• [What to work on] Given the material below, return only the lines starting at the line with "pub struct TallyVerdict" and ending at the line with "accumulated per option.", exactly as they appear.

[[ Record set, beginning ]]

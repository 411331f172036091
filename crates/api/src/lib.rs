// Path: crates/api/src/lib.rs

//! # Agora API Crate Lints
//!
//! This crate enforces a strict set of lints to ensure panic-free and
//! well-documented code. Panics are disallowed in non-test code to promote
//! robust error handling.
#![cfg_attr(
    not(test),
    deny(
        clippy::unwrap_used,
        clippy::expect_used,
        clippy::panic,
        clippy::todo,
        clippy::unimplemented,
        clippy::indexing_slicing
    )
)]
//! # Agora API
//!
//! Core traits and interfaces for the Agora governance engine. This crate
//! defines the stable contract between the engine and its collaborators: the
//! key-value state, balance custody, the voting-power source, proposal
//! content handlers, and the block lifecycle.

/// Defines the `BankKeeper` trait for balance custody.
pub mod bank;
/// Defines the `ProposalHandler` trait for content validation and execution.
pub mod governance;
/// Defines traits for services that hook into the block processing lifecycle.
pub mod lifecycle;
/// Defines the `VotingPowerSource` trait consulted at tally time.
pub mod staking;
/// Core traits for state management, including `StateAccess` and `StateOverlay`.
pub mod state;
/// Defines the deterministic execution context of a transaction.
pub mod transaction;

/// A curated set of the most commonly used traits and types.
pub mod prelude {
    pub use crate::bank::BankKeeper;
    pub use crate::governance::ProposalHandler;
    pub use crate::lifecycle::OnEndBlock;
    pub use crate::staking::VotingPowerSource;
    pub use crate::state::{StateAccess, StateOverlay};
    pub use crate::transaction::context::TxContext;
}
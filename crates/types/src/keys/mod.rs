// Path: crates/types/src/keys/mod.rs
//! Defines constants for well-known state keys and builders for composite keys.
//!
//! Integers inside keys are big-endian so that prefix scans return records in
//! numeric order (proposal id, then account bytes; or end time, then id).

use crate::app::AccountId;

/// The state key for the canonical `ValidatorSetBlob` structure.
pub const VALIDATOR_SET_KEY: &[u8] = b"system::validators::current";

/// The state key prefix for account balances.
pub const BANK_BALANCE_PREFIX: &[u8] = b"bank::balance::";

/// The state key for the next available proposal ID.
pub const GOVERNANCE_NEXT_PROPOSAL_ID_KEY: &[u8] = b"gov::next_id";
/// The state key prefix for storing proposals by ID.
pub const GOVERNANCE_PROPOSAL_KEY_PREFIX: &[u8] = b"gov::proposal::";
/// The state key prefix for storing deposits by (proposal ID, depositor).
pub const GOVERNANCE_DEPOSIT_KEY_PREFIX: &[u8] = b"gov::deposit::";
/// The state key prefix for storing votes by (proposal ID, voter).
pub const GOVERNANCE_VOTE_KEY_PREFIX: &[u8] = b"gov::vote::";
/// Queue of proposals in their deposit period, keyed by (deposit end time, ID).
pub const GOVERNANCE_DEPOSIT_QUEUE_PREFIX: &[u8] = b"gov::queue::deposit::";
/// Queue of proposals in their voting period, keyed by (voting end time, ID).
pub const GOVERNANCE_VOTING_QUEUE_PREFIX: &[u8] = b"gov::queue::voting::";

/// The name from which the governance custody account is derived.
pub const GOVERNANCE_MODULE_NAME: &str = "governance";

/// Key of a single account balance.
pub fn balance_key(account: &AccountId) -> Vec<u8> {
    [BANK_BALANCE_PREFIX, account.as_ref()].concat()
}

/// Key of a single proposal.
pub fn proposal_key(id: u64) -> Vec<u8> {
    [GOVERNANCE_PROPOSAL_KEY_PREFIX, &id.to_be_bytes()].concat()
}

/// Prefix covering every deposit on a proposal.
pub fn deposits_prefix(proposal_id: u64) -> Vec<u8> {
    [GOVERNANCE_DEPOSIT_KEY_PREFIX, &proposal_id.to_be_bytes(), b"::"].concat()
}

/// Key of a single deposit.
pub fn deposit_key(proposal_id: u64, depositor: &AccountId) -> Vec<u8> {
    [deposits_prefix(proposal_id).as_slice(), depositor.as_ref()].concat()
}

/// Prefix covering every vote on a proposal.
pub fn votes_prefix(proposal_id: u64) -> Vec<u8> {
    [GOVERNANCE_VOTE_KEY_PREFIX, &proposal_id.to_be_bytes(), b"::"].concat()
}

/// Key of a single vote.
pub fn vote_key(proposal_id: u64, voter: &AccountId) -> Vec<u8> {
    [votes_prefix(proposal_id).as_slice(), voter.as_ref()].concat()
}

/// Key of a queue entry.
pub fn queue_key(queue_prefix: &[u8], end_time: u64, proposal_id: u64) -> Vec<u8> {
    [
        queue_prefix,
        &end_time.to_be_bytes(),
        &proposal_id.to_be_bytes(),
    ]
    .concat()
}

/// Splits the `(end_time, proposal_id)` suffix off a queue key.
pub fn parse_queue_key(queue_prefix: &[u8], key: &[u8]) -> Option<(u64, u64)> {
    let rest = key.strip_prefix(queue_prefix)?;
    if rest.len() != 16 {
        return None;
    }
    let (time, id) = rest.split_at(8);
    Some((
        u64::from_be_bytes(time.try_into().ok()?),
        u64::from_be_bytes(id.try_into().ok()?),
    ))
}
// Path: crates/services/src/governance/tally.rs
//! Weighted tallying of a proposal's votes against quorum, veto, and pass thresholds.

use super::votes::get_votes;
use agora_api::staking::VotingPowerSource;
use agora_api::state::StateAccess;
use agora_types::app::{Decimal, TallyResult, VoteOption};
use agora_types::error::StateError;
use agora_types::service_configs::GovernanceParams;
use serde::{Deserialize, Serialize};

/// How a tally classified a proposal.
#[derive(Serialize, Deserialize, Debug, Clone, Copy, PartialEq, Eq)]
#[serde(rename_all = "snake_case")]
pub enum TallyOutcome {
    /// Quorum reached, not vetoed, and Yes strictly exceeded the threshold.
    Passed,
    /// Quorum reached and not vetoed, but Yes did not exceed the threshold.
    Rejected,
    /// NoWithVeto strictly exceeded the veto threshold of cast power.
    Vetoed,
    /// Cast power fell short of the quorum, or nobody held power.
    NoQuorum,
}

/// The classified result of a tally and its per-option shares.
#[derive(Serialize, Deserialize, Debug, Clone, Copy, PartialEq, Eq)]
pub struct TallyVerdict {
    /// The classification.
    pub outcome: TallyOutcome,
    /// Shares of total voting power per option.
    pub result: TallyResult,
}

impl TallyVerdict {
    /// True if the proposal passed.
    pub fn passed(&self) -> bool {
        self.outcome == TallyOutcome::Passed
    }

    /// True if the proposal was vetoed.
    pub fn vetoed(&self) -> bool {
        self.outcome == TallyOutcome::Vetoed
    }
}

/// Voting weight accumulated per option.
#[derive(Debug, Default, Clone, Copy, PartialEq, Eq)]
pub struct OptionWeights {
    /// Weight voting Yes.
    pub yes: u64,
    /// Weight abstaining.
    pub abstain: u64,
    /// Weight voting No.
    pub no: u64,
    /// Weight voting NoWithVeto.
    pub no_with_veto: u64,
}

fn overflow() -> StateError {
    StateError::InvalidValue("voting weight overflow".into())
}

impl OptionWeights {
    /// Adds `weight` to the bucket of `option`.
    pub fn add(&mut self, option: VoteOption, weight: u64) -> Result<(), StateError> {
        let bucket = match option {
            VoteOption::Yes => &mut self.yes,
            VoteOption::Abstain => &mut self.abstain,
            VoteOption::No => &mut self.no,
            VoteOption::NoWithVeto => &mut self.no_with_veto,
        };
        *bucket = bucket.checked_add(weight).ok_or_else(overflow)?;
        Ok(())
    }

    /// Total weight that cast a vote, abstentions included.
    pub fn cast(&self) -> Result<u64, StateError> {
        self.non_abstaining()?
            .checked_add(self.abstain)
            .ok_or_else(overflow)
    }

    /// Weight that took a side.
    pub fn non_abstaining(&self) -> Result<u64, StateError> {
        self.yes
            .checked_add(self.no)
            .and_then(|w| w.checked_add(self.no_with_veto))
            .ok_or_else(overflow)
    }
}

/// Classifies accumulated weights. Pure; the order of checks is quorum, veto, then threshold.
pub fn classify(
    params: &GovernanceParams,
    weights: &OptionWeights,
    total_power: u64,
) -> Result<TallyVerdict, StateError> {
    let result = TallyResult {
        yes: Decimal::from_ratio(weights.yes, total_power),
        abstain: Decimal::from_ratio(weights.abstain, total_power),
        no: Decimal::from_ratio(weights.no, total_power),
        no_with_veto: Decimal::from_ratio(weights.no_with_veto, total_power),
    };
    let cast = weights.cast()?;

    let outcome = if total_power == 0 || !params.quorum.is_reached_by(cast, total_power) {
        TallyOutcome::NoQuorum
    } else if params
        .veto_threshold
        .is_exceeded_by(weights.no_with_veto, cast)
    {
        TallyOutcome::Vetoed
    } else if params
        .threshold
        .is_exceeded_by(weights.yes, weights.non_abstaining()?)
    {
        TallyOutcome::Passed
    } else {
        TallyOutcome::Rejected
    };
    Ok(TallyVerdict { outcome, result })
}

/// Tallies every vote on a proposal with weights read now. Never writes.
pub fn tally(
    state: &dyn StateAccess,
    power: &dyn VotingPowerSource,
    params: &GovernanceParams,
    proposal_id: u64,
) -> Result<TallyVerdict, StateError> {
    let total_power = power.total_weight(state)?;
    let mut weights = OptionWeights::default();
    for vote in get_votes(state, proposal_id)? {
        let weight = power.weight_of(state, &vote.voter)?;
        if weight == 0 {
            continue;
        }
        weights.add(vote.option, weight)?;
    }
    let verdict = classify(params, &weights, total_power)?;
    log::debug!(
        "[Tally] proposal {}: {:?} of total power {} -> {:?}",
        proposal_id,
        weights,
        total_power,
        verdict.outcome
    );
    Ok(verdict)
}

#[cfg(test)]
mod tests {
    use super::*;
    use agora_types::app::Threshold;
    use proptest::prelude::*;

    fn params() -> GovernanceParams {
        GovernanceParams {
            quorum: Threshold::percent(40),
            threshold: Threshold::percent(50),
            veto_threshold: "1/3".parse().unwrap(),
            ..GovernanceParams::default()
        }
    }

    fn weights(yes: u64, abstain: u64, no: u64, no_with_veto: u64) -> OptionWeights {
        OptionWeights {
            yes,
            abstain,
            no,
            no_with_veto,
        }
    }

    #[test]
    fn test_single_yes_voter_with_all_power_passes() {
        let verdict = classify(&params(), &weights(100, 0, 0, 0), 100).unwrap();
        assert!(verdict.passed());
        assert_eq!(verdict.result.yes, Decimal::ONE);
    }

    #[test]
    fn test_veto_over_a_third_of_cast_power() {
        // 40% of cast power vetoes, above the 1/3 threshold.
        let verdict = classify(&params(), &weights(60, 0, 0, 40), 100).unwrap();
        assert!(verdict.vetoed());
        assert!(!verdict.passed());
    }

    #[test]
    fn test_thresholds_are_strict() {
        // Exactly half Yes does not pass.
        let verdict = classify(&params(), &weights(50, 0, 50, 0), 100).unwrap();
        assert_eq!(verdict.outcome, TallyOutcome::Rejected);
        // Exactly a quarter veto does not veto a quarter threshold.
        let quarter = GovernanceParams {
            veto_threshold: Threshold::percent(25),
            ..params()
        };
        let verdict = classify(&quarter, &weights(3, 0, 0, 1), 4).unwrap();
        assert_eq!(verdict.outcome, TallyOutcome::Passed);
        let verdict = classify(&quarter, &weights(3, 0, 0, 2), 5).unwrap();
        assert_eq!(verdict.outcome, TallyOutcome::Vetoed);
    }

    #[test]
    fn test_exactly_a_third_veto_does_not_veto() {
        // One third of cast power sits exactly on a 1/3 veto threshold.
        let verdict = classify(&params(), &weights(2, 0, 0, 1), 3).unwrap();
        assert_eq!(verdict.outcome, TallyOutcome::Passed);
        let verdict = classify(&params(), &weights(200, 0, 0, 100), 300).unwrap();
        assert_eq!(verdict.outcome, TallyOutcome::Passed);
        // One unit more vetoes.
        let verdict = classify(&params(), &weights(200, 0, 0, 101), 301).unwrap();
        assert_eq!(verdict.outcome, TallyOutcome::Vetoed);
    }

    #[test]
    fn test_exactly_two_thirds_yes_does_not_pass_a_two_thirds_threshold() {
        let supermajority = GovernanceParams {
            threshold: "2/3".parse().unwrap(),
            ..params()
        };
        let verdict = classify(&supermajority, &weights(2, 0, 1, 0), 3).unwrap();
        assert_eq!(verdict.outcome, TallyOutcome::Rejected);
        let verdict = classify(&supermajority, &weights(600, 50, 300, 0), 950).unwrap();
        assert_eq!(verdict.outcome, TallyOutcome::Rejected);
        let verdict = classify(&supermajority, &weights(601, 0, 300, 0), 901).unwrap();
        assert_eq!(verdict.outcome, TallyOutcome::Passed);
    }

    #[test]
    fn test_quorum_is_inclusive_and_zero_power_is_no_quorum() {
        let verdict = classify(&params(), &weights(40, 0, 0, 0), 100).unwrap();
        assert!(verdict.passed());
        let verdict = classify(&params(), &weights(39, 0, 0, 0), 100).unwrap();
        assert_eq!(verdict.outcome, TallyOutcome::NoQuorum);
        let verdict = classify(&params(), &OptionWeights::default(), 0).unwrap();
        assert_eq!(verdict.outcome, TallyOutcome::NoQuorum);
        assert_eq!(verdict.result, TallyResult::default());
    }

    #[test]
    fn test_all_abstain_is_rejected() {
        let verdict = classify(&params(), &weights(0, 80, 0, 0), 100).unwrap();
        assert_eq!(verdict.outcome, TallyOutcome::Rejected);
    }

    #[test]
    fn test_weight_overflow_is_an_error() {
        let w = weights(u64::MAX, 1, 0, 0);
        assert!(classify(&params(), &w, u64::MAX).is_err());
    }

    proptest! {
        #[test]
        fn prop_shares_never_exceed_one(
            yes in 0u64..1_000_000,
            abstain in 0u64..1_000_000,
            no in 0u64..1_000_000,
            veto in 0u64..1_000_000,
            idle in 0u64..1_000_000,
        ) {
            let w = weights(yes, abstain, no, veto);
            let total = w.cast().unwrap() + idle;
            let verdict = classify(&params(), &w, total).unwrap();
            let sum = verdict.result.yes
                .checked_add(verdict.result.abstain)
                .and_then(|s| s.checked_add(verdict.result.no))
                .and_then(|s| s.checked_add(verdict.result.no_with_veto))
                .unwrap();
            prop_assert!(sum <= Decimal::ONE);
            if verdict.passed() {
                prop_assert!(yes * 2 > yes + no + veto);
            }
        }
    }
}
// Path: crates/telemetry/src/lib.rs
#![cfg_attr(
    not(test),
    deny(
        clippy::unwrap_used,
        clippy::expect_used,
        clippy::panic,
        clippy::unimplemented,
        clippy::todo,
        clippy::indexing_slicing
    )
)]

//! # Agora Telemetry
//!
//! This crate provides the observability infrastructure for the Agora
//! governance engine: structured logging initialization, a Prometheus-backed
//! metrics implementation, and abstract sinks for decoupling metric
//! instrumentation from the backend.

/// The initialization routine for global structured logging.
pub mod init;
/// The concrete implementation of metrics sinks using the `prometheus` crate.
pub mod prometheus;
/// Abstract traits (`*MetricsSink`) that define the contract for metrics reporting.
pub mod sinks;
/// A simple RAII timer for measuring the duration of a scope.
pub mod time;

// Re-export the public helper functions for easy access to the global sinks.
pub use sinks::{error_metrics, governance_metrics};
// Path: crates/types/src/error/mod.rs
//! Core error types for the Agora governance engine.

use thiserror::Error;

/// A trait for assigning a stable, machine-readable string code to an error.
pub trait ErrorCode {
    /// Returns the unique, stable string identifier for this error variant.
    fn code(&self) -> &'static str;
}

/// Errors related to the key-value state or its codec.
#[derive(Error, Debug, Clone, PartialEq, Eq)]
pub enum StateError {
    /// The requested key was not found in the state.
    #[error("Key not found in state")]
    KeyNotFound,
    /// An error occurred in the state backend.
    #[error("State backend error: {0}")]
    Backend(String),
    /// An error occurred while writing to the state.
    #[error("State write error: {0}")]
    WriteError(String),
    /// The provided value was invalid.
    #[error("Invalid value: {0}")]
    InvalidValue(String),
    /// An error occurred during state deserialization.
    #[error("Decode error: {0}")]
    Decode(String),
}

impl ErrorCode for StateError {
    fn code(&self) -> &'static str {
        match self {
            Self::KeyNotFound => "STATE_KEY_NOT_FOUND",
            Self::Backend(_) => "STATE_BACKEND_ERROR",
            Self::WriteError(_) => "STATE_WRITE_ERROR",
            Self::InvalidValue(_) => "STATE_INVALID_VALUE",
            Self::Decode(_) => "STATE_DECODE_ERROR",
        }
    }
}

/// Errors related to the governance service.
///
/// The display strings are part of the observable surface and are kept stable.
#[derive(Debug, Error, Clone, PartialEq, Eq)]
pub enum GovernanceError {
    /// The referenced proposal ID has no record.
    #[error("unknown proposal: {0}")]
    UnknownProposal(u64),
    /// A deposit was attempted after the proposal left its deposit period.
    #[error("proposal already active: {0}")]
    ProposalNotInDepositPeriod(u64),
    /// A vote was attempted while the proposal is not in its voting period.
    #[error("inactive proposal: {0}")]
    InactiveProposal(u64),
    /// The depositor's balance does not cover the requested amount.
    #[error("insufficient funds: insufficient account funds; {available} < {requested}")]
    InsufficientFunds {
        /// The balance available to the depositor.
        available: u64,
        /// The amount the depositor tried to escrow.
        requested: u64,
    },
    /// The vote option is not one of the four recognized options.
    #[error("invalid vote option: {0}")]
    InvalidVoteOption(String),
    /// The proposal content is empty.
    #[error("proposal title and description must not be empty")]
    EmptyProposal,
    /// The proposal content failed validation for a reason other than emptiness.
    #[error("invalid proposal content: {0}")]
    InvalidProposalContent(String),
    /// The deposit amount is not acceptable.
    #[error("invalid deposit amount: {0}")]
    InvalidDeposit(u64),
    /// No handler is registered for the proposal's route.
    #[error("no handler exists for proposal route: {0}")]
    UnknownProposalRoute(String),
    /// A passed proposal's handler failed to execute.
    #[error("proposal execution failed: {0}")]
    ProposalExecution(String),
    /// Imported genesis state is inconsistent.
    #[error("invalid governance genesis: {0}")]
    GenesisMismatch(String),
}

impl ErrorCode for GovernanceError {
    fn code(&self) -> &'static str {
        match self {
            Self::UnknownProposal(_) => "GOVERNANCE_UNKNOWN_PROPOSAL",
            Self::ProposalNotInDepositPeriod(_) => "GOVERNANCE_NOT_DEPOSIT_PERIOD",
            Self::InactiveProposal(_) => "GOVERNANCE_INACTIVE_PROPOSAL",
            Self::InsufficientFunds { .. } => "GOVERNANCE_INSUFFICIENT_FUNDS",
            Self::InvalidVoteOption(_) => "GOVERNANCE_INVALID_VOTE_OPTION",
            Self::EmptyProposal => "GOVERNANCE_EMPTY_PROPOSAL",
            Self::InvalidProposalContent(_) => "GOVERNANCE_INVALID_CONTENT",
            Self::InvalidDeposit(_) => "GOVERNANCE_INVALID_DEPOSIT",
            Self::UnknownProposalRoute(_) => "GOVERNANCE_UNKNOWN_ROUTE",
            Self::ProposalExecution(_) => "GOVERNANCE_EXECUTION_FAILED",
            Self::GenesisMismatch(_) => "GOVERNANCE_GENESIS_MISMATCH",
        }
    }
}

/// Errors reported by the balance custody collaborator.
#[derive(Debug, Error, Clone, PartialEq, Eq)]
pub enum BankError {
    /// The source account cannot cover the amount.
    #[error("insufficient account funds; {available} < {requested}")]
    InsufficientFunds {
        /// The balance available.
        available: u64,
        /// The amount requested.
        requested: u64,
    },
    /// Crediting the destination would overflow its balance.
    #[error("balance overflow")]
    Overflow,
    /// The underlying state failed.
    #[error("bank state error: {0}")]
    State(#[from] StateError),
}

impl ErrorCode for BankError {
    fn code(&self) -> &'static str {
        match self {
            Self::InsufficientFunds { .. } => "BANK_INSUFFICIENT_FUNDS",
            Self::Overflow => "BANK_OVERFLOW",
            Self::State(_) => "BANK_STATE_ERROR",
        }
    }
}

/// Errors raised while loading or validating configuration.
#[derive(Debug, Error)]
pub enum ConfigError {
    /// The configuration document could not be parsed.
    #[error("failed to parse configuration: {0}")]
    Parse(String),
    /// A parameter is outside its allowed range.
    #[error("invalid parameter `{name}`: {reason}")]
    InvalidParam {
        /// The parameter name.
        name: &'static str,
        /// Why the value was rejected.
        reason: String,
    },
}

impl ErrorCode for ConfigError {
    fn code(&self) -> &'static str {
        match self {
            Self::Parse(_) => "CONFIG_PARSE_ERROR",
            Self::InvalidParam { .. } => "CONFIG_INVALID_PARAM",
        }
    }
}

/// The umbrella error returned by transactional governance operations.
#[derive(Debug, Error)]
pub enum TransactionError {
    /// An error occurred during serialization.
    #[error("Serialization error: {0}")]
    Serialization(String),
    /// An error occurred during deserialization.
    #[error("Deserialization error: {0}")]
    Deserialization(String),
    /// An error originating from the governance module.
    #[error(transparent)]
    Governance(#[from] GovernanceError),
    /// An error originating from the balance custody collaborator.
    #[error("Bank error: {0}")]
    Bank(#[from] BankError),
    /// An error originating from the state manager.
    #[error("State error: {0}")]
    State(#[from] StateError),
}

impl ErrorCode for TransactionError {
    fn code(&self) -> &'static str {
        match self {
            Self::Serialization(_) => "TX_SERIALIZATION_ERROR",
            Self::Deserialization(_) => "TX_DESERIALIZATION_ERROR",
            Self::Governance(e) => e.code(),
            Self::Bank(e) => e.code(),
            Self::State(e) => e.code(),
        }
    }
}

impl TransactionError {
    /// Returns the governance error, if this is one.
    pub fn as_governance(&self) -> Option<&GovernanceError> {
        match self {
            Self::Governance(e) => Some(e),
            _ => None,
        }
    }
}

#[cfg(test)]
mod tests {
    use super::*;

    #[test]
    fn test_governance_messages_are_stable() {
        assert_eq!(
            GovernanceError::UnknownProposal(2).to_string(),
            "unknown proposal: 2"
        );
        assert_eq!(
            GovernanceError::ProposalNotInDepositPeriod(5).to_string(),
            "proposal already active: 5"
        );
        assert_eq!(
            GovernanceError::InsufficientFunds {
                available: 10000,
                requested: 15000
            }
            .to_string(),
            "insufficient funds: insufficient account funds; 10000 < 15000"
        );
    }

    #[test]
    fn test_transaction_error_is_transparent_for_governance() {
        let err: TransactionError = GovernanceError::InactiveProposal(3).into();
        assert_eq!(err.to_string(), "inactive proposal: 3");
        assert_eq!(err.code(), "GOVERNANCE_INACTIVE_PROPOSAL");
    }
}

[[ Record set, end ]]

• [Solution to this exercise]
pub struct TallyVerdict {
    /// The classification.
    pub outcome: TallyOutcome,
    /// Shares of total voting power per option.
    pub result: TallyResult,
}

impl TallyVerdict {
    /// True if the proposal passed.
    pub fn passed(&self) -> bool {
        self.outcome == TallyOutcome::Passed
    }

    /// True if the proposal was vetoed.
    pub fn vetoed(&self) -> bool {
        self.outcome == TallyOutcome::Vetoed
    }
}

/// Voting weight accumulated per option.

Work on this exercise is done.